Copper Wire Thefts Leave City Powerless -- Literally
|The path to riches, or premature death -- or both?|
San Francisco Police have been called in to at least a dozen copper wire thefts from underground power vaults in the past three weeks. Also, yesterday, thieves made off with copper wiring that triggered a power outage at UCSF Medical Center and forced the hospital onto backup generators.
But is there great money to be made in ripping off copper wiring?
Well -- you're not going to retire on it. According to scrap metal dealers SF Weekly has chatted with, copper brings in $2.90 to $3 a pound, and 30 feet of wiring might weigh around 20 pounds.

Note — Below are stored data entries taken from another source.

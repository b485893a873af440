use chrono::{DateTime, NaiveDateTime, Utc};
use serde::{Deserialize, Serialize};
use serde_json::Value as JsonValue;
use utoipa::ToSchema;
use uuid::Uuid;
use validator::Validate;

use crate::models::message::Message;

fn default_delivery_method() -> String {
    "email".to_string()
}

#[derive(Debug, Deserialize, Validate, ToSchema)]
pub struct CreateMessagePayload {
    #[validate(length(min = 1, max = 255))]
    pub title: String,
    #[validate(length(min = 1))]
    pub content: String,
    pub media_urls: Option<Vec<String>>,
    /// RFC 3339 or `Y-m-d H:M:S`; stored as naive UTC.
    pub delivery_date: String,
    #[serde(default = "default_delivery_method")]
    pub delivery_method: String,
    #[validate(email)]
    pub recipient_email: Option<String>,
    pub recipient_phone: Option<String>,
    #[schema(value_type = Option<Object>)]
    pub generation_settings: Option<JsonValue>,
}

#[derive(Debug, Deserialize, Validate, ToSchema)]
pub struct UpdateMessagePayload {
    #[validate(length(min = 1, max = 255))]
    pub title: Option<String>,
    #[validate(length(min = 1))]
    pub content: Option<String>,
    pub media_urls: Option<Vec<String>>,
    pub delivery_date: Option<String>,
    pub delivery_method: Option<String>,
    #[validate(email)]
    pub recipient_email: Option<String>,
    pub recipient_phone: Option<String>,
    #[schema(value_type = Option<Object>)]
    pub generation_settings: Option<JsonValue>,
}

#[derive(Debug, Serialize, ToSchema)]
pub struct MessageResponse {
    pub id: i64,
    pub user_id: Uuid,
    pub title: String,
    pub content: String,
    #[schema(value_type = Option<Object>)]
    pub media_urls: Option<JsonValue>,
    pub delivery_date: NaiveDateTime,
    pub delivery_method: String,
    pub recipient_email: Option<String>,
    pub recipient_phone: Option<String>,
    pub is_delivered: bool,
    pub created_at: DateTime<Utc>,
    pub updated_at: DateTime<Utc>,
}

impl From<Message> for MessageResponse {
    fn from(m: Message) -> Self {
        Self {
            id: m.id,
            user_id: m.user_id,
            title: m.title,
            content: m.content,
            media_urls: m.media_urls,
            delivery_date: m.delivery_date,
            delivery_method: m.delivery_method,
            recipient_email: m.recipient_email,
            recipient_phone: m.recipient_phone,
            is_delivered: m.is_delivered,
            created_at: m.created_at,
            updated_at: m.updated_at,
        }
    }
}

#[derive(Debug, Serialize, ToSchema)]
pub struct UploadResponse {
    pub url: String,
}
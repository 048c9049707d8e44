//! Durable job queue.
//!
//! The queue carries *delivery tickets*, not job state: a ticket names a
//! job whose authoritative record lives in the registry. Delivery is
//! at-least-once; exactly-one execution comes from the registry's
//! conditional `Queued -> Running` claim, so a duplicate delivery is a
//! benign no-op for the loser.
//!
//! Backends: Redis Streams with a consumer group (production) and an
//! in-memory queue with identical semantics (tests, single-process runs).

pub mod error;
pub mod memory;
pub mod message;
pub mod queue;
pub mod redis_queue;

pub use error::{QueueError, QueueResult};
pub use memory::MemoryQueue;
pub use message::QueueMessage;
pub use queue::{queue_from_env, Queue};
pub use redis_queue::{RedisQueue, RedisQueueConfig};
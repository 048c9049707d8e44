//! Kind-specific job handlers.
//!
//! Every handler is idempotent: it first checks whether its output already
//! exists in the registry and short-circuits to completion if so, which
//! makes at-least-once delivery effectively-once.

pub mod enrich;
pub mod plan;
pub mod probe;
pub mod render;

use serde_json::Value;

use storycut_models::{Job, JobInput, Media, MediaId, TechnicalMetadata};

use crate::context::ProcessingContext;
use crate::error::{WorkerError, WorkerResult};

/// Run the handler for one claimed job. Returns the result payload stored
/// on the completed job record.
pub async fn dispatch(ctx: &ProcessingContext, job: &Job) -> WorkerResult<Option<Value>> {
    match &job.input {
        JobInput::Probe => probe::run(ctx, job).await,
        JobInput::Transcribe => enrich::transcribe(ctx, job).await,
        JobInput::DetectSilence => enrich::detect_silence(ctx, job).await,
        JobInput::DetectScenes => enrich::detect_scenes(ctx, job).await,
        JobInput::DescribeFrames => enrich::describe_frames(ctx, job).await,
        JobInput::IndexScenes => enrich::index_scenes(ctx, job).await,
        JobInput::SelectClips => enrich::select_clips(ctx, job).await,
        JobInput::PlanHeuristic { .. } => plan::heuristic(ctx, job).await,
        JobInput::PlanStory { .. } => plan::story(ctx, job).await,
        JobInput::ApplyPlan { .. } => render::apply_plan(ctx, job).await,
    }
}

/// Fetch a media record that has been probed. Enrichment and planning
/// handlers refuse to run against unprobed or deleted media.
pub(crate) async fn probed_media(
    ctx: &ProcessingContext,
    media_id: &MediaId,
) -> WorkerResult<(Media, TechnicalMetadata)> {
    let media = ctx
        .registry
        .get_media(media_id)
        .await?
        .ok_or_else(|| WorkerError::invalid_request(format!("unknown media {}", media_id)))?;
    let technical = media
        .technical
        .clone()
        .ok_or_else(|| WorkerError::invalid_request(format!("media {} not probed", media_id)))?;
    Ok((media, technical))
}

Of course, that might be enough money to risk death by electrocution for the people removing manhole covers and using hacksaws or bolt cutters to steal copper wiring serving as the "neutral leg" in high-voltage power delivery.
Calls to police querying exactly how much copper has been purloined in the past three weeks did not turn up answers. Department spokesman Sergeant Troy Dangerfield says it's hard to say. The victims reporting thefts rarely report the weight or amount of wiring they've lost. It doesn't take too much missing wiring to trigger a power outage -- or satisfy a thief, it would seem.
"A lot of them are simply running off with it. People use bicycles, put what they can on the bike, and go. If they get 15 bucks for it, they're happy," says Dangerfield. "The type of people who steal copper -- how should I put this? They're not regular, working-class people who come home and say, 'Oh, let's go steal some copper.'"
This is a problem that has existed for many years prior to the current wave of thefts from power vaults, Dangerfield adds.
The underground vaults hit so far are in the 4500 and 4900 blocks of Mission; the vicinities of Mission and 14th and Mission and 12th; Folsom and Hawthorne; Drumm and Battery; the 400 block of Jackson; Gough and O'Farrell, Sacramento and Webster; Turk and Masonic; Mission and Harrington; and Eighth and Minna. Police describe these blocks as "light industrial areas" with no overhead wires.
Neither police nor citizens are encouraged to wander into subterranean vaults "as the possibility of electrocution is very high."